A verbatim copy of every entry is required. Produce it now.

### INFORMATION
*** Begin section ***

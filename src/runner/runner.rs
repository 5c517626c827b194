//! Topology runner that polls stage topics and dispatches to workers.

use std::sync::Arc;
use std::time::Duration;
use tokio::task::JoinSet;
use tracing::{error, info};

use super::worker::StageWorker;
use crate::config::WorkerConfig;
use crate::error::StoreError;
use crate::pipeline::Topology;
use crate::queue::MessageQueue;
use crate::tracker::TaskStatusTracker;

/// Runs a worker for every (stage, partition) of its topologies.
pub struct TopologyRunner {
    run_id: String,
    queue: Arc<dyn MessageQueue>,
    workers: Vec<Arc<StageWorker>>,
    topics: Vec<String>,
    poll_interval: Duration,
}

impl TopologyRunner {
    /// Identifier of this run, recorded as owner of the tasks it processes.
    pub fn run_id(&self) -> &str {
        &self.run_id
    }

    /// Make messages left in flight by a previous run claimable again.
    pub async fn recover(&self) -> Result<usize, StoreError> {
        let mut recovered = 0;
        for topic in &self.topics {
            recovered += self.queue.recover_in_flight(topic).await?;
        }
        if recovered > 0 {
            info!(run_id = %self.run_id, recovered, "Recovered in-flight messages");
        }
        Ok(recovered)
    }

    /// Poll every worker once, stages in topology order.
    pub async fn poll_once(&self) -> Result<usize, StoreError> {
        let mut handled = 0;
        for worker in &self.workers {
            handled += worker.poll_once().await?;
        }
        Ok(handled)
    }

    /// Poll until no worker finds anything to do.
    pub async fn drain(&self) -> Result<usize, StoreError> {
        let mut total = 0;
        loop {
            let handled = self.poll_once().await?;
            if handled == 0 {
                return Ok(total);
            }
            total += handled;
        }
    }

    /// Messages not yet acknowledged on any of the runner's topics.
    pub async fn outstanding(&self) -> Result<usize, StoreError> {
        let mut outstanding = 0;
        for topic in &self.topics {
            outstanding += self.queue.outstanding(topic).await?;
        }
        Ok(outstanding)
    }

    /// Start one task per worker. Aborting the returned set stops them.
    pub fn spawn(&self) -> JoinSet<()> {
        let mut tasks = JoinSet::new();
        for worker in &self.workers {
            let worker = worker.clone();
            let poll_interval = self.poll_interval;
            tasks.spawn(async move {
                loop {
                    match worker.poll_once().await {
                        Ok(0) => tokio::time::sleep(poll_interval).await,
                        Ok(_) => {}
                        Err(e) => {
                            error!(
                                topic = worker.topic(),
                                partition = worker.partition(),
                                error = %e,
                                "Claim failed"
                            );
                            tokio::time::sleep(poll_interval).await;
                        }
                    }
                }
            });
        }
        tasks
    }

    /// Recover in-flight messages, then run the workers indefinitely.
    pub async fn run(&self) -> ! {
        if let Err(e) = self.recover().await {
            error!(run_id = %self.run_id, error = %e, "Recovery failed");
        }
        info!(run_id = %self.run_id, workers = self.workers.len(), "Runner started");
        let _workers = self.spawn();
        loop {
            futures::future::pending::<()>().await;
        }
    }
}

/// Builder for constructing a TopologyRunner.
pub struct RunnerBuilder {
    queue: Arc<dyn MessageQueue>,
    tracker: TaskStatusTracker,
    topologies: Vec<Arc<Topology>>,
    run_id: Option<String>,
    poll_interval: Duration,
    batch_size: usize,
}

impl RunnerBuilder {
    /// Create a new builder with the given queue and tracker.
    pub fn new(queue: Arc<dyn MessageQueue>, tracker: TaskStatusTracker) -> Self {
        let defaults = WorkerConfig::default();
        Self {
            queue,
            tracker,
            topologies: Vec::new(),
            run_id: None,
            poll_interval: defaults.poll_interval(),
            batch_size: defaults.batch_size,
        }
    }

    /// Register a topology with the runner.
    pub fn topology(mut self, topology: Arc<Topology>) -> Self {
        self.topologies.push(topology);
        self
    }

    /// Apply poll interval and batch size from configuration.
    pub fn config(self, config: &WorkerConfig) -> Self {
        self.poll_interval(config.poll_interval())
            .batch_size(config.batch_size)
    }

    /// Set how long an idle worker waits before polling again. Zero is raised to 1 ms.
    pub fn poll_interval(mut self, interval: Duration) -> Self {
        self.poll_interval = interval.max(Duration::from_millis(1));
        self
    }

    /// Set how many messages a worker claims at once.
    pub fn batch_size(mut self, n: usize) -> Self {
        self.batch_size = n;
        self
    }

    /// Set the run identifier. A random one is used otherwise.
    pub fn run_id(mut self, run_id: impl Into<String>) -> Self {
        self.run_id = Some(run_id.into());
        self
    }

    /// Build the runner.
    pub fn build(self) -> TopologyRunner {
        let mut workers = Vec::new();
        let mut topics = Vec::new();
        for topology in &self.topologies {
            for stage_index in 0..topology.stages().len() {
                for partition in 0..topology.partitions() {
                    if let Some(worker) = StageWorker::new(
                        topology.clone(),
                        stage_index,
                        partition,
                        self.queue.clone(),
                        self.tracker.clone(),
                        self.batch_size,
                    ) {
                        workers.push(Arc::new(worker));
                    }
                }
                topics.extend(topology.topic_for(stage_index));
            }
        }

        TopologyRunner {
            run_id: self
                .run_id
                .unwrap_or_else(|| uuid::Uuid::new_v4().to_string()),
            queue: self.queue,
            workers,
            topics,
            poll_interval: self.poll_interval,
        }
    }
}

*** End section ***

### RESPONSE TO THE TASK
filename src/runner/runner.rs
repository 5c517626c827b194
//! Topology runner that polls stage topics and dispatches to workers.

use std::sync::Arc;
use std::time::Duration;
use tokio::task::JoinSet;
use tracing::{error, info};

use super::worker::StageWorker;
use crate::config::WorkerConfig;
use crate::error::StoreError;
use crate::pipeline::Topology;
use crate::queue::MessageQueue;
use crate::tracker::TaskStatusTracker;

/// Runs a worker for every (stage, partition) of its topologies.
pub struct TopologyRunner {
    run_id: String,
    queue: Arc<dyn MessageQueue>,
    workers: Vec<Arc<StageWorker>>,
    topics: Vec<String>,
    poll_interval: Duration,
}

impl TopologyRunner {
    /// Identifier of this run, recorded as owner of the tasks it processes.
    pub fn run_id(&self) -> &str {
        &self.run_id
    }

    /// Make messages left in flight by a previous run claimable again.
    pub async fn recover(&self) -> Result<usize, StoreError> {
        let mut recovered = 0;
        for topic in &self.topics {
            recovered += self.queue.recover_in_flight(topic).await?;
        }
        if recovered > 0 {
            info!(run_id = %self.run_id, recovered, "Recovered in-flight messages");
        }
        Ok(recovered)
    }

    /// Poll every worker once, stages in topology order.
    pub async fn poll_once(&self) -> Result<usize, StoreError> {
        let mut handled = 0;
        for worker in &self.workers {
            handled += worker.poll_once().await?;
        }
        Ok(handled)
    }

    /// Poll until no worker finds anything to do.
    pub async fn drain(&self) -> Result<usize, StoreError> {
        let mut total = 0;
        loop {
            let handled = self.poll_once().await?;
            if handled == 0 {
                return Ok(total);
            }
            total += handled;
        }
    }

    /// Messages not yet acknowledged on any of the runner's topics.
    pub async fn outstanding(&self) -> Result<usize, StoreError> {
        let mut outstanding = 0;
        for topic in &self.topics {
            outstanding += self.queue.outstanding(topic).await?;
        }
        Ok(outstanding)
    }

    /// Start one task per worker. Aborting the returned set stops them.
    pub fn spawn(&self) -> JoinSet<()> {
        let mut tasks = JoinSet::new();
        for worker in &self.workers {
            let worker = worker.clone();
            let poll_interval = self.poll_interval;
            tasks.spawn(async move {
                loop {
                    match worker.poll_once().await {
                        Ok(0) => tokio::time::sleep(poll_interval).await,
                        Ok(_) => {}
                        Err(e) => {
                            error!(
                                topic = worker.topic(),
                                partition = worker.partition(),
                                error = %e,
                                "Claim failed"
                            );
                            tokio::time::sleep(poll_interval).await;
                        }
                    }
                }
            });
        }
        tasks
    }

    /// Recover in-flight messages, then run the workers indefinitely.
    pub async fn run(&self) -> ! {
        if let Err(e) = self.recover().await {
            error!(run_id = %self.run_id, error = %e, "Recovery failed");
        }
        info!(run_id = %self.run_id, workers = self.workers.len(), "Runner started");
        let _workers = self.spawn();
        loop {
            futures::future::pending::<()>().await;
        }
    }
}

/// Builder for constructing a TopologyRunner.
pub struct RunnerBuilder {
    queue: Arc<dyn MessageQueue>,
    tracker: TaskStatusTracker,
    topologies: Vec<Arc<Topology>>,
    run_id: Option<String>,
    poll_interval: Duration,
    batch_size: usize,
}

impl RunnerBuilder {
    /// Create a new builder with the given queue and tracker.
    pub fn new(queue: Arc<dyn MessageQueue>, tracker: TaskStatusTracker) -> Self {
        let defaults = WorkerConfig::default();
        Self {
            queue,
            tracker,
            topologies: Vec::new(),
            run_id: None,
            poll_interval: defaults.poll_interval(),
            batch_size: defaults.batch_size,
        }
    }

    /// Register a topology with the runner.
    pub fn topology(mut self, topology: Arc<Topology>) -> Self {
        self.topologies.push(topology);
        self
    }

    /// Apply poll interval and batch size from configuration.
    pub fn config(self, config: &WorkerConfig) -> Self {
        self.poll_interval(config.poll_interval())
            .batch_size(config.batch_size)
    }

    /// Set how long an idle worker waits before polling again. Zero is raised to 1 ms.
    pub fn poll_interval(mut self, interval: Duration) -> Self {
        self.poll_interval = interval.max(Duration::from_millis(1));
        self
    }

    /// Set how many messages a worker claims at once.
    pub fn batch_size(mut self, n: usize) -> Self {
        self.batch_size = n;
        self
    }

    /// Set the run identifier. A random one is used otherwise.
    pub fn run_id(mut self, run_id: impl Into<String>) -> Self {
        self.run_id = Some(run_id.into());
        self
    }

    /// Build the runner.
    pub fn build(self) -> TopologyRunner {
        let mut workers = Vec::new();
        let mut topics = Vec::new();
        for topology in &self.topologies {
            for stage_index in 0..topology.stages().len() {
                for partition in 0..topology.partitions() {
                    if let Some(worker) = StageWorker::new(
                        topology.clone(),
                        stage_index,
                        partition,
                        self.queue.clone(),
                        self.tracker.clone(),
                        self.batch_size,
                    ) {
                        workers.push(Arc::new(worker));
                    }
                }
                topics.extend(topology.topic_for(stage_index));
            }
        }

        TopologyRunner {
            run_id: self
                .run_id
                .unwrap_or_else(|| uuid::Uuid::new_v4().to_string()),
            queue: self.queue,
            workers,
            topics,
            poll_interval: self.poll_interval,
        }
    }
}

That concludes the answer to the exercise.